The intensity distribution of the light in the image plane, the so-called aerial image, is obtained by inverse Fourier transformation and by an integration over the angular range that is used to illuminate the mask. The projected light, the aerial image, provides very useful information regarding the performance of a lithographic process. The basic structure of the letters, especially of lines or "I"s is clearly transferred by the projection system. However, some details of the mask layout such as the ends of lines (upper and lower part of the "I"s) and contact holes (inner parts of the "B") are blurred.

The lower part of Fig. 1 shows the status of the photoresist during the processing steps. In modern chemically amplified resists, the incident light generates a certain amount of photoacid in the exposed areas. Heating of the photoresist following post-exposure bake results in an acid-catalyzed decomposition of dissolution inhibitors. These inhibitors make the resist almost not dissolvable in the dark unexposed areas, whereas the light/acid-catalyzed decomposition renders the resist material dissolvable in the bright/exposed areas. The resulting shape of the resist after development can be observed in the lower left part of the figure.
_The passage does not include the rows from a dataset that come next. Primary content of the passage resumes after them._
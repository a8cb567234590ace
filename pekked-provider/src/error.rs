use serde::{Deserialize, Serialize};

/// Unified error type for wallet provider and registry contract operations.
///
/// Each variant carries a `provider` field naming the backend that produced it
/// (for example `json-rpc` or `domains`), plus variant-specific context. All
/// variants are serializable for structured error reporting.
///
/// # Retryable Errors
///
/// - [`NetworkError`](Self::NetworkError)
/// - [`Timeout`](Self::Timeout)
/// - [`RateLimited`](Self::RateLimited)
///
/// The built-in RPC client retries these with exponential backoff.
#[derive(Debug, Clone, Serialize, Deserialize)]
#[serde(tag = "code")]
pub enum ProviderError {
    /// No wallet provider is installed or configured.
    NotInstalled {
        /// Provider that produced the error.
        provider: String,
    },

    /// The wallet has no authorized account to act on behalf of.
    NoAccount {
        /// Provider that produced the error.
        provider: String,
    },

    /// The user declined the request in the wallet (EIP-1193 code 4001).
    UserRejected {
        /// Provider that produced the error.
        provider: String,
        /// Original message from the wallet, if available.
        raw_message: Option<String>,
    },

    /// The wallet does not know the requested chain (EIP-1193 code 4902).
    UnrecognizedChain {
        /// Provider that produced the error.
        provider: String,
        /// Hex chain id that was requested.
        chain_id: String,
    },

    /// A network-level error occurred (connection refused, DNS failure, etc.).
    ///
    /// This is a transient error and is automatically retried.
    NetworkError {
        /// Provider that produced the error.
        provider: String,
        /// Error details.
        detail: String,
    },

    /// The HTTP request timed out.
    ///
    /// This is a transient error and is automatically retried.
    Timeout {
        /// Provider that produced the error.
        provider: String,
        /// Error details.
        detail: String,
    },

    /// The endpoint rate limit has been exceeded (HTTP 429).
    RateLimited {
        /// Provider that produced the error.
        provider: String,
        /// Suggested wait time in seconds before retrying, if provided.
        retry_after: Option<u64>,
        /// Original response body, if available.
        raw_message: Option<String>,
    },

    /// The node rejected the call (execution reverted, insufficient funds, ...).
    Rpc {
        /// Provider that produced the error.
        provider: String,
        /// JSON-RPC error code.
        rpc_code: i64,
        /// JSON-RPC error message.
        message: String,
    },

    /// A request parameter is invalid (malformed address, bad amount, ...).
    InvalidParameter {
        /// Provider that produced the error.
        provider: String,
        /// Name of the invalid parameter.
        param: String,
        /// Description of what's wrong.
        detail: String,
    },

    /// Failed to parse a response (JSON envelope or ABI payload).
    ParseError {
        /// Provider that produced the error.
        provider: String,
        /// Details about the parse failure.
        detail: String,
    },

    /// Failed to serialize a request body.
    SerializationError {
        /// Provider that produced the error.
        provider: String,
        /// Details about the serialization failure.
        detail: String,
    },

    /// An unrecognized error.
    Unknown {
        /// Provider that produced the error.
        provider: String,
        /// Raw error code, if available.
        raw_code: Option<String>,
        /// Raw error message.
        raw_message: String,
    },
}

impl ProviderError {
    /// Whether this is expected behavior (user choice, missing wallet, bad input),
    /// used for log classification.
    ///
    /// Use `warn` when this returns `true` and `error` otherwise.
    /// **Update this method when adding variants.**
    #[must_use]
    pub fn is_expected(&self) -> bool {
        matches!(
            self,
            Self::NotInstalled { .. }
                | Self::NoAccount { .. }
                | Self::UserRejected { .. }
                | Self::UnrecognizedChain { .. }
                | Self::InvalidParameter { .. }
        )
    }

    /// Whether a retry of the same request may succeed.
    #[must_use]
    pub fn is_transient(&self) -> bool {
        matches!(
            self,
            Self::NetworkError { .. } | Self::Timeout { .. } | Self::RateLimited { .. }
        )
    }
}

impl std::fmt::Display for ProviderError {
    fn fmt(&self, f: &mut std::fmt::Formatter<'_>) -> std::fmt::Result {
        match self {
            Self::NotInstalled { provider } => {
                write!(f, "[{provider}] No wallet provider available")
            }
            Self::NoAccount { provider } => {
                write!(f, "[{provider}] No authorized account")
            }
            Self::UserRejected {
                provider,
                raw_message,
            } => {
                if let Some(msg) = raw_message {
                    write!(f, "[{provider}] Request rejected by user: {msg}")
                } else {
                    write!(f, "[{provider}] Request rejected by user")
                }
            }
            Self::UnrecognizedChain { provider, chain_id } => {
                write!(f, "[{provider}] Unrecognized chain {chain_id}")
            }
            Self::NetworkError { provider, detail } => {
                write!(f, "[{provider}] Network error: {detail}")
            }
            Self::Timeout { provider, detail } => {
                write!(f, "[{provider}] Request timeout: {detail}")
            }
            Self::RateLimited {
                provider,
                retry_after,
                ..
            } => {
                if let Some(secs) = retry_after {
                    write!(f, "[{provider}] Rate limited (retry after {secs}s)")
                } else {
                    write!(f, "[{provider}] Rate limited")
                }
            }
            Self::Rpc {
                provider,
                rpc_code,
                message,
            } => {
                write!(f, "[{provider}] RPC error {rpc_code}: {message}")
            }
            Self::InvalidParameter {
                provider,
                param,
                detail,
            } => {
                write!(f, "[{provider}] Invalid parameter '{param}': {detail}")
            }
            Self::ParseError { provider, detail } => {
                write!(f, "[{provider}] Parse error: {detail}")
            }
            Self::SerializationError { provider, detail } => {
                write!(f, "[{provider}] Serialization error: {detail}")
            }
            Self::Unknown {
                provider,
                raw_message,
                ..
            } => {
                write!(f, "[{provider}] {raw_message}")
            }
        }
    }
}

impl std::error::Error for ProviderError {}

/// Result type alias for provider operations.
pub type Result<T> = std::result::Result<T, ProviderError>;

#[cfg(test)]
mod tests {
    use super::*;

    #[test]
    fn display_user_rejected_with_message() {
        let e = ProviderError::UserRejected {
            provider: "json-rpc".to_string(),
            raw_message: Some("User denied account authorization".to_string()),
        };
        assert_eq!(
            e.to_string(),
            "[json-rpc] Request rejected by user: User denied account authorization"
        );
    }

    #[test]
    fn display_unrecognized_chain() {
        let e = ProviderError::UnrecognizedChain {
            provider: "json-rpc".to_string(),
            chain_id: "0x13881".to_string(),
        };
        assert_eq!(e.to_string(), "[json-rpc] Unrecognized chain 0x13881");
    }

    #[test]
    fn display_rpc() {
        let e = ProviderError::Rpc {
            provider: "json-rpc".to_string(),
            rpc_code: -32000,
            message: "insufficient funds for gas".to_string(),
        };
        assert_eq!(
            e.to_string(),
            "[json-rpc] RPC error -32000: insufficient funds for gas"
        );
    }

    #[test]
    fn expected_variants() {
        assert!(
            ProviderError::NotInstalled {
                provider: "t".into()
            }
            .is_expected()
        );
        assert!(
            ProviderError::UserRejected {
                provider: "t".into(),
                raw_message: None
            }
            .is_expected()
        );
        assert!(
            !ProviderError::Rpc {
                provider: "t".into(),
                rpc_code: 3,
                message: "execution reverted".into()
            }
            .is_expected()
        );
    }

    #[test]
    fn transient_variants() {
        assert!(
            ProviderError::Timeout {
                provider: "t".into(),
                detail: "d".into()
            }
            .is_transient()
        );
        assert!(
            !ProviderError::UnrecognizedChain {
                provider: "t".into(),
                chain_id: "0x1".into()
            }
            .is_transient()
        );
    }

    #[test]
    fn serialize_carries_code_tag() {
        let e = ProviderError::UnrecognizedChain {
            provider: "json-rpc".to_string(),
            chain_id: "0x13881".to_string(),
        };
        let json = serde_json::to_string(&e).unwrap();
        assert!(json.contains("\"code\":\"UnrecognizedChain\""));
        assert!(json.contains("\"chain_id\":\"0x13881\""));
    }
}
Optimizing process parameters

Predictive lithography simulation models and software implementations can be used for the optimization of process parameters. Optical resolution-enhancement techniques that modify the layout of the mask—such as optical proximity correction (OPC) and phase- shift masks (PSM)—and the geometry of the illumination, such as off-axis illumination (OAI), are characterized by many free parameters. The optimization of the large number of mask and illumination options and parameters requires the application of robust and versatile optimization algorithms. Recently, the application of genetic algorithms for the optimization of mask and source geometries was proposed.2 The concept's potential was demonstrated by the automatic generation of mask layouts and illumination geometries for the patterning of simple features such as lines/spaces and contact holes.

Critical diffraction phenomena

Smaller features and more-complex mask and wafer geometries require the application of more-accurate modeling approaches. For standard chromium-on-glass masks with moderate feature sizes, the transmission of light through this mask is directly related to the mask design. In other words, the absolute value of the transmission is close to 0 in chromium-covered areas and 1 in the open areas. The accurate computation of light transmission to advanced masks with very small chromium features or phase-shift masks requires the application of rigorous electromagnetic-field solvers like finite-difference time-domain (FDTD) methods.3

Rigorous electromagnetic-field simulation is also necessary to explore wafer topography effects that can occur in certain situations (see Fig. 2). The geometry of the mask is given on the left-hand side of the figure. A 70-nm wide and 175-nm high poly-Si line parallel to the z-axis was generated in a previous lithography step. This poly-Si line is used as a mask for the following implantation steps. The wafer is coated with a 500-nm-thick deep-UV photoresist. The binary mask consists of 250-nm lines with a pitch of 1000 nm that are perpendicular to the poly-Si line. The exposures are performed with a krypton fluoride (KrF) laser-based stepper (λ = 193 nm).


FIGURE 2. Simulation of lithographic exposures of 250-nm lines (pitch = 1000 nm) over a perpendicular-oriented, 75-nm-high, 175-nm poly-Si line can visualize geometry (left), simulated intensity distribution vertical with respect to the poly-Si line at the center of a space (center), and simulated resist profile after development (right).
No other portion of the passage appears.